Brazil’s Next Social Impact Agenda is in the land restoration economy

Author: Catharina Vale, G20 GLI Brazil Youth Engagement Consultant   |   November 3, 2025

Photo credit: UNCCD/G20 Global Land Initiative

“The restoration sector is about creating jobs where restoration happens, supported by a value chain that includes both small and large players,” Caio Franco, MOMBAK’s Head of Public Policy said in his remarks at the Impacta Mais Talk Event – Land Restoration, held by Impact Hub São Paulo in São Paulo in September 2025. 

The Impacta Mais Talks (IM Talks) series is a national platform in Brazil that brings together entrepreneurs, investors and innovators to discuss how impact businesses can drive social and environmental transformation. 

For the first time, MOMBAK, one of Brazil’s leading startup and impact-business communities was opening the stage to land restoration as a driver of social innovation and new markets. 

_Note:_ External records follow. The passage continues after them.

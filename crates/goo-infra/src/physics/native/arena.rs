// Copyright 2025 eraflo
//
// Licensed under the Apache License, Version 2.0 (the "License");
// you may not use this file except in compliance with the License.
// You may obtain a copy of the License at
//
//     http://www.apache.org/licenses/LICENSE-2.0
//
// Unless required by applicable law or agreed to in writing, software
// distributed under the License is distributed on an "AS IS" BASIS,
// WITHOUT WARRANTIES OR CONDITIONS OF ANY KIND, either express or implied.
// See the License for the specific language governing permissions and
// limitations under the License.

//! Generational slot storage backing the native simulator handles.

use goo_core::physics::{pack_handle, unpack_handle};

struct Slot<T> {
    generation: u32,
    value: Option<T>,
}

/// A vector of slots where a freed slot bumps its generation, so a stale
/// handle never resolves to the object that reused the slot.
pub(crate) struct Arena<T> {
    slots: Vec<Slot<T>>,
    free: Vec<u32>,
    len: usize,
}

impl<T> Arena<T> {
    pub(crate) fn new() -> Self {
        Self {
            slots: Vec::new(),
            free: Vec::new(),
            len: 0,
        }
    }

    pub(crate) fn insert(&mut self, value: T) -> u64 {
        self.len += 1;
        if let Some(index) = self.free.pop() {
            let slot = &mut self.slots[index as usize];
            slot.value = Some(value);
            return pack_handle(index, slot.generation);
        }
        let index = self.slots.len() as u32;
        self.slots.push(Slot {
            generation: 0,
            value: Some(value),
        });
        pack_handle(index, 0)
    }

    pub(crate) fn remove(&mut self, raw: u64) -> Option<T> {
        let (index, generation) = unpack_handle(raw);
        let slot = self.slots.get_mut(index as usize)?;
        if slot.generation != generation {
            return None;
        }
        let value = slot.value.take()?;
        slot.generation = slot.generation.wrapping_add(1);
        self.free.push(index);
        self.len -= 1;
        Some(value)
    }

    pub(crate) fn get(&self, raw: u64) -> Option<&T> {
        let (index, generation) = unpack_handle(raw);
        self.slots
            .get(index as usize)
            .filter(|slot| slot.generation == generation)
            .and_then(|slot| slot.value.as_ref())
    }

    pub(crate) fn get_mut(&mut self, raw: u64) -> Option<&mut T> {
        let (index, generation) = unpack_handle(raw);
        self.slots
            .get_mut(index as usize)
            .filter(|slot| slot.generation == generation)
            .and_then(|slot| slot.value.as_mut())
    }

    pub(crate) fn contains(&self, raw: u64) -> bool {
        self.get(raw).is_some()
    }

    pub(crate) fn len(&self) -> usize {
        self.len
    }

    /// Live entries in slot order.
    pub(crate) fn iter(&self) -> impl Iterator<Item = (u64, &T)> {
        self.slots.iter().enumerate().filter_map(|(index, slot)| {
            slot.value
                .as_ref()
                .map(|value| (pack_handle(index as u32, slot.generation), value))
        })
    }

    pub(crate) fn iter_mut(&mut self) -> impl Iterator<Item = (u64, &mut T)> {
        self.slots.iter_mut().enumerate().filter_map(|(index, slot)| {
            let generation = slot.generation;
            slot.value
                .as_mut()
                .map(|value| (pack_handle(index as u32, generation), value))
        })
    }
}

MOMBAK is one of Brazil’s largest restoration companies and startups, which has already raised USD 120 million and acquired 20,000 hectares for land restoration in Pará in the Amazon region.  

Franco’s statement was a highlight of the IM Talks – Restauração da Terra (Land restoration) hosted by Impact Hub São Paulo.

Photo credit: UNCCD/G20 Global Land Initiative

Brazil is a global driver in restoration and has made ambitious commitments on the climate change and reducing land degradation goals.  

Under its Nationally Determined Contributions (NDCs), for instance, Brazil pledged to restore and reforest 12 million hectares of forests by 2030. These are not mere numbers on paper; they are opportunities to reshape markets, livelihoods and innovation. 

Restoration as a connector

On 11 September 2025, the vision of land restoration as a driver of social innovation and new markets took center stage at another event also in São Paulo, Brazil. More than 150 participants, onsite and online, gathered to explore how restoration can connect climate, biodiversity, water, food and technology.  

The audience reflected a vibrant mix of startups, ecopreneurs, investors and representatives of larger companies seeking to understand their role in this growing ecosystem. 

The opening session, with Paula Padrino Vilela, from UNCCD’s G20 Global Land Initiative (G20 GLI), framed restoration as both an economic and social driver.  

The first panel brought together voices from across the spectrum of the restoration economy, such as international initiatives and social impact start-up business: Catharina Vale (G20 GLI), Thiago Augusto Terada (Genera Bioeconomia) and Caio Franco (MOMBAK). 

The speakers explained that restoration is not only about recovering degraded lands. It is also about building connections between sectors and scaling solutions that touch everything from food systems to technology, making events of this type valuable for both speakers and participants. 

The exchange demonstrated how land restoration engages a wide array of actors, from agronomists, lawyers and engineers, to ecopreneurs, seed collectors and technology developers. Ultimately, restoration is about building networks of support, not competition. 

Restoration as an engine for a new economy

The subsequent panel pushed this discussion further.  

With Iara Basso (Partnerships for Forests / Palladium), Ana Júlia Ferreira (RADIX Investimentos Florestais), and Renato Ximenes de Melo (XiCa Advogados and Nativas Brasil), the conversation turned to investment, entrepreneurship and the legal frameworks shaping restoration.  

Ana Júlia, a young ecopreneur and one of the participants selected for the G20 GLI’s capacity-building program organized jointly with Instituto Terra in Brazil, shared her company’s (RADIX) experience with crowdfunding as a mechanism to support a reforestation business in the Amazon rainforest. Her conclusion? Community building is crucial in this sector. 

A collective agenda

As the G20 Global Land Initiative / UNCCD continues to engage with partners in Brazil, IM Talks demonstrated that restoration can and should be embraced as a social impact agenda. It is about jobs, livelihoods, biodiversity, climate action and inclusive economic growth. 

Brazil is showing that restoration is a business opportunity that belongs to everyone. From startups in São Paulo to seed collectors in the Caatinga, restoration is not a niche market but a new market frontier. It is where innovation meets community, where seed networks led by women and traditional communities meet cutting-edge technologies, such as Artificial Intelligence. It is where Brazil’s NDCs targets intersect with the everyday lives of people who depend on the land.